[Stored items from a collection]
§

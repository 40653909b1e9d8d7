//! Tensorgrad is a small CPU tensor library with reverse-mode automatic
//! differentiation.
//!
//! Tensors are strided views over a shared, copy-on-write buffer, so a
//! transpose is a metadata change and every kernel walks its operands through
//! the same N-dimensional cursor regardless of layout.
//!
//! ## A quick guide
//! - Concrete values are [`Tensor`]s. Operations on them are evaluated
//!   immediately and return a new contiguous tensor.
//! - To differentiate, create a [`Graph`] and put leaves in it with
//!   [`Graph::leaf`] (records history) or [`Graph::constant`] (does not).
//!   These return [`GraphTensor`] handles.
//! - Operations on graph tensors evaluate eagerly and record an [`Op`] when
//!   every input records history.
//! - Seed the gradient of the output with [`GraphTensor::seed_grad`] and call
//!   [`GraphTensor::backward`]. Gradients accumulate into every tracked
//!   ancestor and are read back with [`GraphTensor::grad`].
//!
//! ## What can you do with it?
//! ```
//! use tensorgrad_core::{Graph, Tensor};
//!
//! let graph: Graph<f32> = Graph::empty();
//! let a = graph.leaf(Tensor::new(vec![1., 2., 3., 4.], (2, 2)).unwrap());
//! let b = graph.leaf(Tensor::new(vec![5., 6., 7., 8.], (2, 2)).unwrap());
//! let c = a.matmul(&b).unwrap();
//! assert_eq!(c.to_vec().unwrap(), vec![19., 22., 43., 50.]);
//!
//! c.seed_grad(1.0).unwrap();
//! c.backward().unwrap();
//! assert_eq!(a.grad().unwrap().to_vec2().unwrap(), vec![vec![11., 15.], vec![11., 15.]]);
//! assert_eq!(b.grad().unwrap().to_vec2().unwrap(), vec![vec![4., 4.], vec![6., 6.]]);
//! ```

mod cpu_storage;
mod dtype;
mod error;
mod graph;
mod iter;
mod layout;
mod shape;
mod tensor;

pub use cpu_storage::CpuStorage;
pub use dtype::{DType, DTypeOps, Expable};
pub use error::{Context, Error, Result};
pub use graph::{BinaryOpType, Graph, GraphTensorId, Op, PadConfig, TrackGrad, UnaryOpType};
pub use iter::{Cursor, CursorMut, StridedIndex};
pub use layout::Layout;
pub use shape::Shape;
pub use tensor::{GraphTensor, Tensor};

§

Copy out the data above word for word, starting at its first line and ending with the line that contains "them are evaluated".

RESULT OF THE EXERCISE:
repository 40653909b1e9d8d7
//! Tensorgrad is a small CPU tensor library with reverse-mode automatic
//! differentiation.
//!
//! Tensors are strided views over a shared, copy-on-write buffer, so a
//! transpose is a metadata change and every kernel walks its operands through
//! the same N-dimensional cursor regardless of layout.
//!
//! ## A quick guide
//! - Concrete values are [`Tensor`]s. Operations on them are evaluated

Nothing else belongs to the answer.